LADY, STAY DEAD is a weird film with a constantly shifting tone and a rather blasé attitude towards its own violence. It wants to be a roughie, but it lacks the misanthropic fortitude. It wants to be a tension filled thriller, but its too damn lazy to put in the work. Instead, the film just tosses in violence because it knows movies like this contain violence. It tosses in a shootout because movies like this usually have shootouts. It turns our otherwise capable heroine into a screaming damsel in distress because films like this usually have them in droves. Hell, Bourke turns Gordon, an ordinary, nothing special individual into goddamn Jason Voorhees near the end of the film. Why? Because films like this usually contain antagonists that can shrug off grievous bodily injury for the sake of false endings.

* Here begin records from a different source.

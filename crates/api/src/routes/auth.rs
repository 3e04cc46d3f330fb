//! Sign-in endpoint.

use axum::{Router, extract::State, routing::post};
use chrono::{DateTime, Utc};
use serde::{Deserialize, Serialize};
use tracing::instrument;

use crate::{
    error::AppError,
    extract::AppJson,
    response::ApiResponse,
    services::{AuthService, LoginOutcome},
    state::AppState,
};

pub fn router() -> Router<AppState> {
    Router::new()
        .route("/login", post(login))
        // Path used by older clients.
        .route("/systemaccounts/login", post(login))
}

#[derive(Deserialize)]
pub struct LoginRequest {
    #[serde(alias = "accountEmail")]
    pub email: String,
    #[serde(alias = "accountPassword")]
    pub password: String,
}

impl std::fmt::Debug for LoginRequest {
    fn fmt(&self, f: &mut std::fmt::Formatter<'_>) -> std::fmt::Result {
        f.debug_struct("LoginRequest")
            .field("email", &self.email)
            .field("password", &"[REDACTED]")
            .finish()
    }
}

#[derive(Debug, Serialize)]
#[serde(rename_all = "camelCase")]
pub struct LoginView {
    pub account_id: i32,
    pub account_name: String,
    pub account_email: String,
    pub account_role: i32,
    pub role_name: &'static str,
    pub token: String,
    pub expires_at: DateTime<Utc>,
}

impl From<LoginOutcome> for LoginView {
    fn from(outcome: LoginOutcome) -> Self {
        let LoginOutcome { profile, token } = outcome;
        Self {
            account_id: profile.account_id,
            account_name: profile.name,
            account_email: profile.email.to_string(),
            account_role: profile.role.code(),
            role_name: profile.role.display_name(),
            token: token.token,
            expires_at: token.expires_at,
        }
    }
}

#[instrument(skip_all, fields(email = %request.email))]
async fn login(
    State(state): State<AppState>,
    AppJson(request): AppJson<LoginRequest>,
) -> Result<ApiResponse<LoginView>, AppError> {
    let config = state.config();
    let outcome = AuthService::new(state.pool(), state.tokens(), &config.admin)
        .login(&request.email, &request.password)
        .await?;

    Ok(ApiResponse::ok_with("Login successful", LoginView::from(outcome)))
}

And don't get me wrong. LADY, STAY DEAD is a perfectly watchable, sometimes quite enjoyable, cult oddity. But it's the “oddity” bit that kind of sticks in my craw. The film reminds me a bit of Luis Alcorzia's TERROR AND BLACK LACE, another weird thriller, this time from Mexico, that was released in the 1980s. Both films feature a bizarre lead villain (in Alcorzia's film, it's a sex pervert that collects tufts of women's hair; here, it's a dude that is clearly wearing a stolen pair of Marie's panties while he dry humps a mannequin dressed exactly like her) and a more than capable heroine that eventually gets the better of him. But Alcorzia's film largely wastes its more idiosyncratic flavor, devolving into something stereotypical and tiring. It becomes, in the end, just another light weight thriller that checks every single box on the long list of “things people expect to see in a thriller film”.
LADY, STAY DEAD ends up pretty much the same way. It never really steps outside the comfort zone and as result, it never really forms its own identity. It clearly had some kind of influence from films like PSYCHO or DEATH WALKS ON HIGH HEELS, both excellent thrillers in which our female leads meet sticky ends only for a new narrative to start up in their wake, both headed by a close relative of the victim. But LADY, STAY DEAD needed to do something different instead of simply repeating the first act all over again, only this time with more pots of boiling water. Sure, the arrival of the cops and the subsequent shootout (and a darkly hilarious accidental death by immolation) punches up the fun by a few notches, but the whole thing, while enjoyable enough, felt like a familiar walk through the same old damn park.
What the film needed was one detour, one new route through the old stomping grounds. But hey, what the film does, it does well enough to warrant a recommendation. I suppose not every film needs to reinvent the wheel, right?